We recently did a ‘loving our bodies’, especially post partum, day on Facebook. It was amazing. So many women openly and bravely shared their pp bodies with hundreds of thousands of people. I thought every single picture sent in represented a strong, beautiful woman. Truly, I did.


We also made a Pinterest board titled “Lovin’ Our Bodies” and Meagan, one of my awesome team members, shared this picture with me…

beautiful body

And I cried. Not one post partum body that was shared that day represented ME. Here I was celebrating all other women, but not myself. This picture took my breath away. I felt this picture was a woman so full of joy and self love. It made me reflect on my big beautiful body that has nourished five gorgeous and healthy children.

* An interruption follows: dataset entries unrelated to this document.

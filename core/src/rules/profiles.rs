use kat_types::ProfilesConfig;

use super::{Firing, RuleSet};
use crate::capability::{Clock, MessageSink, TargetResolver};
use crate::config::EngineConfig;
use crate::storage::{SlotStore, StorageError};

const DEFAULT_PROFILE_NAME: &str = "Default";

/// Named rule sets of one vessel; exactly one is current.
///
/// The list is never empty: removing the last profile replaces it with a
/// fresh default one.
#[derive(Debug)]
pub struct RuleProfiles {
    profiles: Vec<RuleSet>,
    current: usize,
}

impl Default for RuleProfiles {
    fn default() -> Self {
        Self {
            profiles: vec![RuleSet::new(DEFAULT_PROFILE_NAME)],
            current: 0,
        }
    }
}

impl RuleProfiles {
    pub fn new() -> Self {
        Self::default()
    }

    // --- Accessors ---

    pub fn len(&self) -> usize {
        self.profiles.len()
    }

    pub fn is_empty(&self) -> bool {
        self.profiles.is_empty()
    }

    pub fn names(&self) -> Vec<&str> {
        self.profiles.iter().map(RuleSet::name).collect()
    }

    pub fn current_index(&self) -> usize {
        self.current
    }

    pub fn current(&self) -> &RuleSet {
        &self.profiles[self.current]
    }

    pub fn current_mut(&mut self) -> &mut RuleSet {
        &mut self.profiles[self.current]
    }

    pub fn get(&self, index: usize) -> Option<&RuleSet> {
        self.profiles.get(index)
    }

    // --- Profile list ---

    /// Append an empty profile and make it current
    pub fn add_new(&mut self, name: impl Into<String>) -> usize {
        self.profiles.push(RuleSet::new(name));
        self.current = self.profiles.len() - 1;
        self.current
    }

    pub fn rename_current(&mut self, name: impl Into<String>) {
        self.current_mut().set_name(name);
    }

    /// Remove the current profile; the last remaining one becomes current
    pub fn remove_current(&mut self) -> RuleSet {
        let removed = self.profiles.remove(self.current);
        if self.profiles.is_empty() {
            self.profiles.push(RuleSet::new(DEFAULT_PROFILE_NAME));
        }
        self.current = self.profiles.len() - 1;
        tracing::debug!(profile = %removed.name(), "Removed profile");
        removed
    }

    pub fn select(&mut self, index: usize) -> bool {
        if index >= self.profiles.len() {
            return false;
        }
        self.current = index;
        true
    }

    // --- Timers of the current profile ---

    pub fn add_timer(&mut self, name: &str) -> bool {
        self.current_mut().add_timer(name)
    }

    pub fn add_countdown(&mut self, name: &str) -> bool {
        self.current_mut().add_countdown(name)
    }

    pub fn remove_timer(&mut self, name: &str) -> bool {
        self.current_mut().remove_timer(name)
    }

    // --- Import / export ---

    pub fn importable(&self, store: &SlotStore) -> Result<Vec<String>, StorageError> {
        store.list()
    }

    /// Load a slot as a new profile and make it current
    pub fn import(
        &mut self,
        store: &SlotStore,
        name: &str,
        resolver: &dyn TargetResolver,
    ) -> Result<usize, StorageError> {
        let config = store.import(name)?;
        self.profiles.push(RuleSet::from_config(&config, resolver));
        self.current = self.profiles.len() - 1;
        Ok(self.current)
    }

    /// Save the current profile to slot `name`. Returns false when the slot
    /// exists and `overwrite` is not set.
    pub fn export(
        &self,
        store: &SlotStore,
        name: &str,
        overwrite: bool,
    ) -> Result<bool, StorageError> {
        store.export(name, &self.current().to_config(), overwrite)
    }

    // ─── Tick ───────────────────────────────────────────────────────────────

    /// Only the current profile is evaluated
    pub fn update(
        &mut self,
        clock: &dyn Clock,
        messages: &mut dyn MessageSink,
        config: &EngineConfig,
    ) -> Vec<Firing> {
        self.current_mut().evaluate(clock, messages, config)
    }

    // ─── Persistence ────────────────────────────────────────────────────────

    pub fn to_config(&self) -> ProfilesConfig {
        ProfilesConfig {
            current: self.current,
            profiles: self.profiles.iter().map(RuleSet::to_config).collect(),
        }
    }

    /// An empty list becomes one default profile; an out-of-range current
    /// index selects the first profile
    pub fn from_config(config: &ProfilesConfig, resolver: &dyn TargetResolver) -> Self {
        let profiles: Vec<RuleSet> = config
            .profiles
            .iter()
            .map(|p| RuleSet::from_config(p, resolver))
            .collect();
        if profiles.is_empty() {
            return Self::default();
        }
        let current = if config.current < profiles.len() {
            config.current
        } else {
            tracing::warn!(current = config.current, "Current profile out of range, using first");
            0
        };
        Self { profiles, current }
    }
}
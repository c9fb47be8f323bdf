//! Shared types for the KAT automation engine.
//!
//! Everything in this crate is plain serde data: the on-disk shape of rule
//! sets, timers and profiles, plus the small enums (comparators, timer states)
//! that both the engine and the tooling speak. No engine behaviour lives here.

pub mod formatting;
mod rules;
mod timers;

pub use rules::{
    ActionConfig, CombinationPolicy, Comparator, ConditionConfig, ConditionGroupConfig,
    EventConfig, ProfilesConfig, RULES_FORMAT_VERSION, RuleConfig, RuleSetConfig, SlotFile,
};
pub use timers::{TimerCommand, TimerConfig, TimerKind, TimerState};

See, I have not always been this size. My weight is something I’ve constantly struggled with, but this size…no. Two long, hard years of post partum depression just barely behind me though and I have found myself here, learning to love myself in the moment while constantly worrying about my weight. It’s a delicate thing.

I decided to love myself. To love all of me while on my journey of better health. It’s a daily struggle, but I’ve been doing it. I feel if I’m going to tell other women to love themselves for how they are and if I see such beauty in all of you (I so do), then I need to see that in me. It was going well and then I saw this…

 me at mommycon

Such an unflattering picture. Don’t people know you take pictures from above, not below? In all seriousness, I cried. I don’t mean a few tears. I bawled my f-ing eyes out for an hour straight. Then I cried again later…and again later. I felt shame. So much shame for putting myself out there and letting others see me…all of me. I felt embarrassed. I felt sad that out of all I have and am accomplishing in my life, that none of it seems to matter to me if I’m fat. I know I wouldn’t see that in one of you. I would see all the beauty in you. How you shine. What you have accomplished. I would love you. While I hate myself.

Logically I know this is ridiculous. I’m loving so much of my life and am so damn grateful. But that deep inner self talk is wretched. It has the ability to take hold of all the good I am and twisting it with self doubt until all logic is gone. Instead of seeing a woman who has worked so hard to get to this point or remembering what an awesome talk it was, or seeing that rad necklace, I see a fat face.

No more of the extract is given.